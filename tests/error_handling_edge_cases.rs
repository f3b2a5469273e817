//! Error handling and edge case testing
//!
//! Boundary conditions of the local passes, configuration validation, and the
//! degraded paths of the generative boundary.

use image::{DynamicImage, GenericImageView, Rgba, RgbaImage};
use jewel_studio::{
    config::{OutputFormat, StudioConfig},
    error::{Result, StudioError},
    find_content_bounds,
    generative::{test_utils::MockGenerativeBackend, GenerativeResponse, InlineImage},
    services::{ImageIOService, OutputFormatHandler},
    strip_background, CaptureSource, CapturedImage, Compositor, ImageMime, Rect, RecoveryAction,
    StageOutcome, StudioProcessor,
};
use std::sync::Arc;
use tempfile::TempDir;

#[test]
fn test_config_validation_edge_cases() -> Result<()> {
    let config = StudioConfig::builder()
        .fill_fraction(0.5)
        .background_threshold(200)
        .build()?;
    assert!(config.validate().is_ok());

    let config = StudioConfig::builder().jpeg_quality(0).build()?;
    assert_eq!(config.jpeg_quality, 1);

    let mut config = StudioConfig::default();
    config.fill_fraction = 0.4;
    let error = config.validate().unwrap_err();
    assert!(error.to_string().contains("fill fraction"));
    assert!(error.to_string().contains("0.5-1.0"));

    let mut config = StudioConfig::default();
    config.background_threshold = 120;
    assert!(matches!(config.validate(), Err(StudioError::InvalidConfig(_))));

    let mut config = StudioConfig::default();
    config.diptych_size = (0, 1250);
    assert!(config.validate().unwrap_err().to_string().contains("diptych size"));

    let mut config = StudioConfig::default();
    config.video_poll.max_attempts = 0;
    assert!(config.validate().is_err());

    Ok(())
}

#[test]
fn test_invalid_config_file_is_rejected() {
    let dir = TempDir::new().unwrap();
    let path = dir.path().join("studio.json");
    std::fs::write(&path, r#"{"fill_fraction": 3.0}"#).unwrap();
    assert!(matches!(
        StudioConfig::from_json_file(&path),
        Err(StudioError::InvalidConfig(_))
    ));

    std::fs::write(&path, "{not json").unwrap();
    assert!(matches!(
        StudioConfig::from_json_file(&path),
        Err(StudioError::Json(_))
    ));

    let missing = dir.path().join("missing.json");
    let error = StudioConfig::from_json_file(&missing).unwrap_err();
    assert!(matches!(error, StudioError::Io(_)));
    assert!(error.to_string().contains("missing.json"));
}

#[test]
fn test_threshold_is_inclusive_and_needs_all_channels() {
    let mut img = RgbaImage::new(4, 1);
    img.put_pixel(0, 0, Rgba([250, 250, 250, 255]));
    img.put_pixel(1, 0, Rgba([249, 250, 250, 255]));
    img.put_pixel(2, 0, Rgba([255, 255, 249, 255]));
    img.put_pixel(3, 0, Rgba([255, 255, 255, 40]));

    let stripped = strip_background(&img, 250);

    assert_eq!(stripped.get_pixel(0, 0)[3], 0);
    assert_eq!(stripped.get_pixel(1, 0), &Rgba([249, 250, 250, 255]));
    assert_eq!(stripped.get_pixel(2, 0), &Rgba([255, 255, 249, 255]));
    assert_eq!(stripped.get_pixel(3, 0)[3], 0);
}

#[test]
fn test_all_white_image_falls_back_to_full_canvas() {
    let white = RgbaImage::from_pixel(64, 32, Rgba([255, 255, 255, 255]));
    let stripped = strip_background(&white, 250);
    let bounds = find_content_bounds(&stripped, 10);

    assert!(bounds.is_fallback);
    assert_eq!(bounds.rect, Rect::new(0, 0, 64, 32));
}

#[test]
fn test_single_pixel_product_has_unit_bounds() {
    let mut img = RgbaImage::from_pixel(50, 50, Rgba([255, 255, 255, 255]));
    img.put_pixel(49, 0, Rgba([10, 10, 10, 255]));
    let bounds = find_content_bounds(&strip_background(&img, 250), 10);

    assert!(!bounds.is_fallback);
    assert_eq!(bounds.rect, Rect::new(49, 0, 1, 1));
}

#[test]
fn test_alpha_noise_is_ignored_by_bounds() {
    let mut img = RgbaImage::new(20, 20);
    img.put_pixel(0, 0, Rgba([0, 0, 0, 10]));
    img.put_pixel(5, 6, Rgba([0, 0, 0, 11]));
    let bounds = find_content_bounds(&img, 10);
    assert_eq!(bounds.rect, Rect::new(5, 6, 1, 1));
}

#[test]
fn test_compositor_rejects_out_of_range_fill() {
    assert!(Compositor::new(0.2).is_err());
    assert!(Compositor::new(1.5).is_err());
    assert!(Compositor::new(0.9).is_ok());
}

#[tokio::test]
async fn test_response_without_image_fails_treatment() {
    let mut processor = StudioProcessor::new(
        StudioConfig::builder().catalog_size(200, 200).build().unwrap(),
        Arc::new(MockGenerativeBackend::new_without_images()),
    )
    .unwrap();
    let bytes = OutputFormatHandler::encode_png(&DynamicImage::new_rgba8(8, 8)).unwrap();
    let captured = CapturedImage::from_encoded(bytes, CaptureSource::Upload).unwrap();

    let error = processor.process_capture(&captured).await.unwrap_err();

    assert!(matches!(error, StudioError::Generation(_)));
    assert_eq!(error.user_message().recovery, RecoveryAction::Retry);
}

#[test]
fn test_empty_inline_image_is_not_a_result() {
    let response = GenerativeResponse {
        image: Some(InlineImage::new(Vec::new(), ImageMime::Png)),
        json: None,
    };
    assert!(matches!(response.into_image(), Err(StudioError::Generation(_))));

    let response = GenerativeResponse {
        image: None,
        json: None,
    };
    assert!(response.into_json().is_err());
}

#[test]
fn test_undecodable_bytes_are_rejected() {
    let result = CapturedImage::from_encoded(b"not an image".to_vec(), CaptureSource::Upload);
    assert!(result.is_err());
    assert!(ImageIOService::load_from_bytes(&[0, 1, 2, 3]).is_err());
    assert!(InlineImage::from_base64("%%%", None).is_err());
}

#[test]
fn test_jpeg_export_flattens_transparency_on_white() {
    let mut img = RgbaImage::from_pixel(32, 32, Rgba([0, 0, 0, 0]));
    img.put_pixel(0, 0, Rgba([0, 0, 0, 255]));
    let bytes =
        OutputFormatHandler::encode(&DynamicImage::ImageRgba8(img), OutputFormat::Jpeg, 95)
            .unwrap();
    let decoded = ImageIOService::load_from_bytes(&bytes).unwrap();

    let corner = decoded.get_pixel(31, 31);
    assert!(corner[0] > 240 && corner[1] > 240 && corner[2] > 240);
}

#[test]
fn test_saving_never_overwrites() {
    let dir = TempDir::new().unwrap();
    let image = DynamicImage::ImageRgba8(RgbaImage::from_pixel(2, 2, Rgba([1, 2, 3, 255])));

    let save = || {
        ImageIOService::save_download(dir.path(), "studio", "branded", &image, OutputFormat::Png, 95)
    };

    let first = save().unwrap();
    let second = save().unwrap();

    assert_ne!(first, second);
    assert!(first.exists() && second.exists());
}

#[test]
fn test_failed_and_empty_outcomes_are_not_ready() {
    let failed: StageOutcome<Vec<u8>> = StageOutcome::Failed("boom".to_string());
    assert!(!failed.is_ready());
    assert!(failed.ready().is_none());
    assert!(StageOutcome::from_bytes(Vec::new()).ready().is_none());
}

++++++

== WORK TO BE COMPLETED ==
Each line in the material above should be repeated exactly.

== RESULT FOR THIS TASK ==
filename tests/error_handling_edge_cases.rs
repository f3b2a5469273e817
//! Error handling and edge case testing
//!
//! Boundary conditions of the local passes, configuration validation, and the
//! degraded paths of the generative boundary.

use image::{DynamicImage, GenericImageView, Rgba, RgbaImage};
use jewel_studio::{
    config::{OutputFormat, StudioConfig},
    error::{Result, StudioError},
    find_content_bounds,
    generative::{test_utils::MockGenerativeBackend, GenerativeResponse, InlineImage},
    services::{ImageIOService, OutputFormatHandler},
    strip_background, CaptureSource, CapturedImage, Compositor, ImageMime, Rect, RecoveryAction,
    StageOutcome, StudioProcessor,
};
use std::sync::Arc;
use tempfile::TempDir;

#[test]
fn test_config_validation_edge_cases() -> Result<()> {
    let config = StudioConfig::builder()
        .fill_fraction(0.5)
        .background_threshold(200)
        .build()?;
    assert!(config.validate().is_ok());

    let config = StudioConfig::builder().jpeg_quality(0).build()?;
    assert_eq!(config.jpeg_quality, 1);

    let mut config = StudioConfig::default();
    config.fill_fraction = 0.4;
    let error = config.validate().unwrap_err();
    assert!(error.to_string().contains("fill fraction"));
    assert!(error.to_string().contains("0.5-1.0"));

    let mut config = StudioConfig::default();
    config.background_threshold = 120;
    assert!(matches!(config.validate(), Err(StudioError::InvalidConfig(_))));

    let mut config = StudioConfig::default();
    config.diptych_size = (0, 1250);
    assert!(config.validate().unwrap_err().to_string().contains("diptych size"));

    let mut config = StudioConfig::default();
    config.video_poll.max_attempts = 0;
    assert!(config.validate().is_err());

    Ok(())
}

#[test]
fn test_invalid_config_file_is_rejected() {
    let dir = TempDir::new().unwrap();
    let path = dir.path().join("studio.json");
    std::fs::write(&path, r#"{"fill_fraction": 3.0}"#).unwrap();
    assert!(matches!(
        StudioConfig::from_json_file(&path),
        Err(StudioError::InvalidConfig(_))
    ));

    std::fs::write(&path, "{not json").unwrap();
    assert!(matches!(
        StudioConfig::from_json_file(&path),
        Err(StudioError::Json(_))
    ));

    let missing = dir.path().join("missing.json");
    let error = StudioConfig::from_json_file(&missing).unwrap_err();
    assert!(matches!(error, StudioError::Io(_)));
    assert!(error.to_string().contains("missing.json"));
}

#[test]
fn test_threshold_is_inclusive_and_needs_all_channels() {
    let mut img = RgbaImage::new(4, 1);
    img.put_pixel(0, 0, Rgba([250, 250, 250, 255]));
    img.put_pixel(1, 0, Rgba([249, 250, 250, 255]));
    img.put_pixel(2, 0, Rgba([255, 255, 249, 255]));
    img.put_pixel(3, 0, Rgba([255, 255, 255, 40]));

    let stripped = strip_background(&img, 250);

    assert_eq!(stripped.get_pixel(0, 0)[3], 0);
    assert_eq!(stripped.get_pixel(1, 0), &Rgba([249, 250, 250, 255]));
    assert_eq!(stripped.get_pixel(2, 0), &Rgba([255, 255, 249, 255]));
    assert_eq!(stripped.get_pixel(3, 0)[3], 0);
}

#[test]
fn test_all_white_image_falls_back_to_full_canvas() {
    let white = RgbaImage::from_pixel(64, 32, Rgba([255, 255, 255, 255]));
    let stripped = strip_background(&white, 250);
    let bounds = find_content_bounds(&stripped, 10);

    assert!(bounds.is_fallback);
    assert_eq!(bounds.rect, Rect::new(0, 0, 64, 32));
}

#[test]
fn test_single_pixel_product_has_unit_bounds() {
    let mut img = RgbaImage::from_pixel(50, 50, Rgba([255, 255, 255, 255]));
    img.put_pixel(49, 0, Rgba([10, 10, 10, 255]));
    let bounds = find_content_bounds(&strip_background(&img, 250), 10);

    assert!(!bounds.is_fallback);
    assert_eq!(bounds.rect, Rect::new(49, 0, 1, 1));
}

#[test]
fn test_alpha_noise_is_ignored_by_bounds() {
    let mut img = RgbaImage::new(20, 20);
    img.put_pixel(0, 0, Rgba([0, 0, 0, 10]));
    img.put_pixel(5, 6, Rgba([0, 0, 0, 11]));
    let bounds = find_content_bounds(&img, 10);
    assert_eq!(bounds.rect, Rect::new(5, 6, 1, 1));
}

#[test]
fn test_compositor_rejects_out_of_range_fill() {
    assert!(Compositor::new(0.2).is_err());
    assert!(Compositor::new(1.5).is_err());
    assert!(Compositor::new(0.9).is_ok());
}

#[tokio::test]
async fn test_response_without_image_fails_treatment() {
    let mut processor = StudioProcessor::new(
        StudioConfig::builder().catalog_size(200, 200).build().unwrap(),
        Arc::new(MockGenerativeBackend::new_without_images()),
    )
    .unwrap();
    let bytes = OutputFormatHandler::encode_png(&DynamicImage::new_rgba8(8, 8)).unwrap();
    let captured = CapturedImage::from_encoded(bytes, CaptureSource::Upload).unwrap();

    let error = processor.process_capture(&captured).await.unwrap_err();

    assert!(matches!(error, StudioError::Generation(_)));
    assert_eq!(error.user_message().recovery, RecoveryAction::Retry);
}

#[test]
fn test_empty_inline_image_is_not_a_result() {
    let response = GenerativeResponse {
        image: Some(InlineImage::new(Vec::new(), ImageMime::Png)),
        json: None,
    };
    assert!(matches!(response.into_image(), Err(StudioError::Generation(_))));

    let response = GenerativeResponse {
        image: None,
        json: None,
    };
    assert!(response.into_json().is_err());
}

#[test]
fn test_undecodable_bytes_are_rejected() {
    let result = CapturedImage::from_encoded(b"not an image".to_vec(), CaptureSource::Upload);
    assert!(result.is_err());
    assert!(ImageIOService::load_from_bytes(&[0, 1, 2, 3]).is_err());
    assert!(InlineImage::from_base64("%%%", None).is_err());
}

#[test]
fn test_jpeg_export_flattens_transparency_on_white() {
    let mut img = RgbaImage::from_pixel(32, 32, Rgba([0, 0, 0, 0]));
    img.put_pixel(0, 0, Rgba([0, 0, 0, 255]));
    let bytes =
        OutputFormatHandler::encode(&DynamicImage::ImageRgba8(img), OutputFormat::Jpeg, 95)
            .unwrap();
    let decoded = ImageIOService::load_from_bytes(&bytes).unwrap();

    let corner = decoded.get_pixel(31, 31);
    assert!(corner[0] > 240 && corner[1] > 240 && corner[2] > 240);
}

#[test]
fn test_saving_never_overwrites() {
    let dir = TempDir::new().unwrap();
    let image = DynamicImage::ImageRgba8(RgbaImage::from_pixel(2, 2, Rgba([1, 2, 3, 255])));

    let save = || {
        ImageIOService::save_download(dir.path(), "studio", "branded", &image, OutputFormat::Png, 95)
    };

    let first = save().unwrap();
    let second = save().unwrap();

    assert_ne!(first, second);
    assert!(first.exists() && second.exists());
}

#[test]
fn test_failed_and_empty_outcomes_are_not_ready() {
    let failed: StageOutcome<Vec<u8>> = StageOutcome::Failed("boom".to_string());
    assert!(!failed.is_ready());
    assert!(failed.ready().is_none());
    assert!(StageOutcome::from_bytes(Vec::new()).ready().is_none());
}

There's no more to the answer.